Art. 424
Si les actes du gérant ont été ratifiés par le maître, les règles du mandat deviennent applicables.
Si les actes du gérant ont été ratifiés par le maître, les règles du mandat deviennent applicables.
Le Tribunal fédéral a examiné l'application de l'art. 424 CO dans le contexte d'une contestation de résiliation de bail. Il a confirmé que les règles sur la gestion d'affaires sans mandat (art. 419 à 424 CO) ne régissent que les rapports internes entre le gérant et le maître, et non les rapports avec les tiers. En l'espèce, le fils des locataires n'avait pas la volonté de représenter ses parents lors de la contestation du congé, ce qui excluait l'application de l'art. 424 CO. La ratification ultérieure par les locataires ne pouvait pallier cette absence de volonté initiale. Ainsi, la contestation du congé par les locataires, initiée hors délai, a été jugée irrecevable.
Le Tribunal fédéral a examiné l'application de l'art. 424 CO dans le cadre d'un recours de droit public.

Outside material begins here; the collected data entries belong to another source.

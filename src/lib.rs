//! Species identification service for the eDNA learning site
//!
//! Accepts a species name or a photo, asks a multimodal model about it through
//! an AI gateway and always answers with a complete species record, falling
//! back to a placeholder record when the model's reply cannot be read.

pub mod ai;
pub mod error;
pub mod identify;
pub mod models;
pub mod prompts;
pub mod render;
pub mod requester;
pub mod server;
pub mod upload;

pub use error::{Error, Result};
pub const IDENTIFY_SYSTEM: &str = include_str!("../data/prompts/identify_system.txt");
pub const IDENTIFY_IMAGE: &str = include_str!("../data/prompts/identify_image.txt");
pub const IDENTIFY_NAME: &str = include_str!("../data/prompts/identify_name.txt");

/// Replace `{{key}}` placeholders in a template string.
pub fn render(template: &str, vars: &[(&str, &str)]) -> String {
    let mut result = template.to_string();
    for (key, value) in vars {
        result = result.replace(&format!("{{{{{}}}}}", key), value);
    }
    result
}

Le recourant reprochait à la cour cantonale d'avoir appliqué cet article de manière arbitraire. Le Tribunal fédéral a jugé que ce moyen était irrecevable, car il aurait dû être soulevé dans le cadre d'un recours en réforme, conformément à l'art. 84 al. 2 OJ. Par conséquent, le Tribunal fédéral n'est pas entré en matière sur ce point, rejetant le recours dans cette mesure.

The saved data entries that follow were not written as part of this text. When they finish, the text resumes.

use super::types::{ChatCompletionRequest, ChatCompletionResponse};
use super::ChatGateway;
use crate::{Error, Result};
use async_trait::async_trait;
use reqwest::StatusCode;
use serde_json::Value;
use std::sync::{Arc, Mutex};

/// Canned outcome for one mocked gateway call.
#[derive(Debug, Clone)]
pub enum MockReply {
    /// A successful completion whose first choice carries this text.
    Content(String),
    /// A successful completion with no choices at all.
    Empty,
    /// A non-success HTTP status from the gateway.
    Status(u16),
}

/// In-memory gateway that replays canned replies and records requests.
#[derive(Clone)]
pub struct MockGatewayClient {
    replies: Arc<Mutex<Vec<MockReply>>>,
    requests: Arc<Mutex<Vec<(String, Value)>>>,
}

impl MockGatewayClient {
    pub fn new() -> Self {
        Self {
            replies: Arc::new(Mutex::new(Vec::new())),
            requests: Arc::new(Mutex::new(Vec::new())),
        }
    }

    pub fn with_reply(self, reply: MockReply) -> Self {
        self.replies.lock().unwrap().push(reply);
        self
    }

    pub fn with_content(self, content: impl Into<String>) -> Self {
        self.with_reply(MockReply::Content(content.into()))
    }

    pub fn get_call_count(&self) -> usize {
        self.requests.lock().unwrap().len()
    }

    /// `(api_key, request body)` of every call so far, in order.
    pub fn recorded_requests(&self) -> Vec<(String, Value)> {
        self.requests.lock().unwrap().clone()
    }
}

impl Default for MockGatewayClient {
    fn default() -> Self {
        Self::new()
    }
}

#[async_trait]
impl ChatGateway for MockGatewayClient {
    async fn chat_completion(
        &self,
        api_key: &str,
        request: &ChatCompletionRequest,
    ) -> Result<ChatCompletionResponse> {
        let count = {
            let mut requests = self.requests.lock().unwrap();
            requests.push((api_key.to_string(), serde_json::to_value(request)?));
            requests.len()
        };

        let reply = {
            let replies = self.replies.lock().unwrap();
            if replies.is_empty() {
                MockReply::Content("{}".to_string())
            } else {
                replies[(count - 1) % replies.len()].clone()
            }
        };

        match reply {
            MockReply::Content(text) => Ok(ChatCompletionResponse::with_text(text)),
            MockReply::Empty => Ok(ChatCompletionResponse::default()),
            MockReply::Status(code) => {
                let status = StatusCode::from_u16(code)
                    .map_err(|e| Error::Upstream(format!("Invalid mock status {}: {}", code, e)))?;
                Err(Error::from_gateway_status(status, "mock gateway failure"))
            }
        }
    }
}

#[cfg(test)]
mod tests {
    use super::*;
    use crate::ai::types::ChatMessage;

    fn request() -> ChatCompletionRequest {
        ChatCompletionRequest {
            model: "mock".to_string(),
            messages: vec![ChatMessage::system("hi")],
        }
    }

    #[tokio::test]
    async fn test_mock_replies_cycle() {
        let gateway = MockGatewayClient::new()
            .with_content("first")
            .with_content("second");

        let r1 = gateway.chat_completion("k", &request()).await.unwrap();
        let r2 = gateway.chat_completion("k", &request()).await.unwrap();
        let r3 = gateway.chat_completion("k", &request()).await.unwrap();

        assert_eq!(r1.first_text(), Some("first"));
        assert_eq!(r2.first_text(), Some("second"));
        assert_eq!(r3.first_text(), Some("first"));
    }

    #[tokio::test]
    async fn test_mock_status_reply_maps_like_gateway() {
        let gateway = MockGatewayClient::new().with_reply(MockReply::Status(429));
        let err = gateway.chat_completion("k", &request()).await.unwrap_err();
        assert!(matches!(err, Error::RateLimited));
    }

    #[tokio::test]
    async fn test_mock_records_calls() {
        let gateway = MockGatewayClient::new();
        assert_eq!(gateway.get_call_count(), 0);

        gateway.chat_completion("secret", &request()).await.unwrap();

        assert_eq!(gateway.get_call_count(), 1);
        let (key, body) = &gateway.recorded_requests()[0];
        assert_eq!(key, "secret");
        assert_eq!(body["model"], "mock");
    }
}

Le Tribunal fédéral a examiné la responsabilité de la banque dans le cadre de la gestion d'affaires selon l'art. 424 CO. Il a confirmé l'arrêt cantonal, rejetant l'argument du recourant selon lequel B.________ aurait agi dans son propre intérêt (gestion imparfaite au sens de l'art. 423 CO). Le tribunal a estimé que les actes de B.________, bien qu'excédant les pouvoirs conférés par les contrats de dépôt, ne constituaient pas une gestion imparfaite, car il n'était pas établi qu'il ait agi exclusivement ou principalement dans son intérêt ou celui de tiers. La cour cantonale avait implicitement reconnu une gestion parfaite irrégulière, conforme à la jurisprudence. Le recours a été rejeté, car les griefs du recourant reposaient sur des faits non retenus par la cour cantonale et irrecevables en réforme.
Le Tribunal fédéral a examiné l'application de l'art. 424 CO dans le contexte d'une gestion d'affaires irrégulière. Concernant la commande du 2 mars 1998, le tribunal a constaté qu'un tiers inconnu avait usurpé l'identité de l'associé-gérant de la défenderesse pour passer une commande, ce qui excluait l'application des règles de la représentation. Le tribunal a retenu que la situation relevait d'une gestion d'affaires parfaite mais irrégulière, car l'intervention du tiers n'était ni justifiée par l'intérêt de la défenderesse ni motivée par un avantage personnel. En vertu de l'art. 424 CO, la défenderesse a été considérée comme liée par la commande en raison de son silence prolongé après réception de la facture, ce qui a été interprété comme une ratification tacite de l'acte. Pour la commande du 3 avril 1998, le tribunal a appliqué les règles de la représentation apparente (art. 33 al. 3 CO), estimant que la défenderesse avait créé une apparence de représentation en ne informant pas la demanderesse du changement de statut de son ancien employé, engageant ainsi sa responsabilité.